Aviation Mechanics Need To Be Interested Early Down Under

Technician recruitment is a challenge impacting all parts of the world. This is very much the case in Australia, a country where MRO providers are looking at the tips and traps for recruiting new aviation mechanics.

For example, Denise Dunn is head of department for senior schooling and partnerships at Aviation High School. “We are a standard high school which attracts students interested in this occupation,” Dunn explains. “Those interested students then do a course with Aviation Australia, off campus from the school.”
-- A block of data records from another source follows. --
//! Interactive picking with global hotkeys.
//!
//! F1 records a point, F2/F3 record the corners of a region, Escape aborts.
//! The cursor position is read at the moment the key is pressed.

use anyhow::Result;

use crate::calibration::state::{CalibrationField, Pick};

/// Blocks until the operator picks a value for `field`.
///
/// Returns `None` when calibration was cancelled.
#[cfg(windows)]
pub fn pick(field: CalibrationField) -> Result<Option<Pick>> {
    use windows::Win32::Foundation::HWND;
    use windows::Win32::UI::Input::KeyboardAndMouse::{
        RegisterHotKey, UnregisterHotKey, MOD_NOREPEAT, VK_ESCAPE, VK_F1, VK_F2, VK_F3,
    };
    use windows::Win32::UI::WindowsAndMessaging::{GetMessageW, MSG, WM_HOTKEY};

    use crate::automation::hotkey::message_received;
    use crate::calibration::coords::get_cursor_position;
    use crate::calibration::state::{CalibrationStep, PickEvent, Picker};
    use crate::log;

    const HOTKEY_CAL_F1: i32 = 100;
    const HOTKEY_CAL_F2: i32 = 101;
    const HOTKEY_CAL_F3: i32 = 102;
    const HOTKEY_CAL_ESCAPE: i32 = 103;
    const HOTKEYS: [i32; 4] = [HOTKEY_CAL_F1, HOTKEY_CAL_F2, HOTKEY_CAL_F3, HOTKEY_CAL_ESCAPE];

    let unregister = || unsafe {
        for id in HOTKEYS {
            let _ = UnregisterHotKey(HWND::default(), id);
        }
    };

    let registered = unsafe {
        RegisterHotKey(HWND::default(), HOTKEY_CAL_F1, MOD_NOREPEAT, VK_F1.0 as u32)
            .and_then(|_| {
                RegisterHotKey(HWND::default(), HOTKEY_CAL_F2, MOD_NOREPEAT, VK_F2.0 as u32)
            })
            .and_then(|_| {
                RegisterHotKey(HWND::default(), HOTKEY_CAL_F3, MOD_NOREPEAT, VK_F3.0 as u32)
            })
            .and_then(|_| {
                RegisterHotKey(
                    HWND::default(),
                    HOTKEY_CAL_ESCAPE,
                    MOD_NOREPEAT,
                    VK_ESCAPE.0 as u32,
                )
            })
    };
    if let Err(e) = registered {
        unregister();
        return Err(e.into());
    }

    let mut picker = Picker::new(field);
    log(&format!("Calibrating: {}", field.description()));
    log(&format!("  {}", picker.step().instructions()));
    log("  Escape - Abort calibration");

    let mut msg = MSG::default();
    let mut failure = None;
    unsafe {
        while !picker.is_finished() {
            let ret = GetMessageW(&mut msg, HWND::default(), 0, 0).0;
            if !message_received(ret) {
                if ret < 0 {
                    let error = anyhow::Error::from(windows::core::Error::from_win32());
                    failure = Some(error.context("hotkey message loop failed"));
                }
                break;
            }
            if msg.message != WM_HOTKEY {
                continue;
            }
            let id = msg.wParam.0 as i32;
            let event = if id == HOTKEY_CAL_ESCAPE {
                PickEvent::Cancel
            } else {
                let (x, y) = match get_cursor_position() {
                    Ok(pos) => pos,
                    Err(e) => {
                        failure = Some(e);
                        break;
                    }
                };
                match id {
                    HOTKEY_CAL_F1 => PickEvent::Point(x, y),
                    HOTKEY_CAL_F2 => PickEvent::TopLeft(x, y),
                    HOTKEY_CAL_F3 => PickEvent::BottomRight(x, y),
                    _ => continue,
                }
            };
            if picker.handle(event) && !picker.is_finished() {
                log(&format!("  {}", picker.step().instructions()));
            }
        }
    }
    unregister();

    if let Some(e) = failure {
        return Err(e);
    }
    match picker.step() {
        CalibrationStep::Picked(pick) => Ok(Some(*pick)),
        _ => Ok(None),
    }
}

#[cfg(not(windows))]
pub fn pick(_field: CalibrationField) -> Result<Option<Pick>> {
    anyhow::bail!("calibration needs the Windows desktop")
}
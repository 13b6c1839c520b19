//! Screen region capture and binarization.
//!
//! This module provides:
//! - The `ScreenCapture` seam used by the purchase loop
//! - GDI region capture on Windows (`GdiScreenCapture`)
//! - `capture_binarized`, which turns a region into an OCR-ready image

pub mod screen;

#[cfg(windows)]
pub use screen::{primary_screen_size, GdiScreenCapture};

use anyhow::Result;
use image::{GrayImage, RgbaImage};
use std::path::Path;

use crate::automation::config::ScreenRect;
use crate::ocr::binarize_luminance;

/// Luminance threshold for the card name region.
pub const NAME_THRESHOLD: u8 = 100;
/// Luminance threshold for the card price region.
pub const PRICE_THRESHOLD: u8 = 55;

/// Captures pixels of a rectangle given in absolute screen coordinates.
pub trait ScreenCapture {
    fn capture_region(&self, rect: ScreenRect) -> Result<RgbaImage>;
}

/// Captures `rect` and binarizes it at `threshold`.
///
/// Returns `None` when the capture fails; the failure is logged and the
/// caller skips the cycle. When `debug_image` is set the binarized image is
/// also written there.
pub fn capture_binarized(
    screen: &dyn ScreenCapture,
    rect: ScreenRect,
    threshold: u8,
    debug_image: Option<&Path>,
) -> Option<GrayImage> {
    let captured = match screen.capture_region(rect) {
        Ok(img) => img,
        Err(e) => {
            crate::log(&format!(
                "Warning: capture of ({}, {}) {}x{} failed: {}",
                rect.x, rect.y, rect.width, rect.height, e
            ));
            return None;
        }
    };

    let binary = binarize_luminance(&captured, threshold);

    if let Some(path) = debug_image {
        if let Err(e) = binary.save(path) {
            crate::log(&format!(
                "Warning: could not save debug image {}: {}",
                path.display(),
                e
            ));
        }
    }

    Some(binary)
}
Students take this course for one day a week in grades 11 and 12, the rest of the time attending standard high-school classes in Math, English and other subjects. At the end of two years they get a certificate II in line maintenance. 
“This gives them hand skills and other skills,” Dunn explains.

Students can then go on to a regular training organization and, after a year or year-and-a-half, get a certificate IV in maintenance and apply for an apprenticeship with an airline. Once they have finished their apprenticeships, they are eligible for a license.

Dunn says she has had up to 20 students per year enter the maintenance course, but the count has declined in the last couple of years. “Lots of kids in grades 7, 8, 9 and 10 are interested, but we have to find a way to get to them earlier.”

So an ex-Royal Air Force engineer has started a club that meets after schools on Wednesday. The students watch the engineer work on a Cessna in a nearby hangar, getting a feel for what mechanics do. “The need the work experience so they can go, Wow,” Dunn says. “We need to build awareness earlier.” She is trying to raise funds for another aircraft.

Mechanic compensation is attractive as this is one of the better-paying jobs in Australia. But a lot of Australian aircraft maintenance is going offshore, and Dunn says most Australian students would prefer to stay home. “Going offshore may frighten them a little.”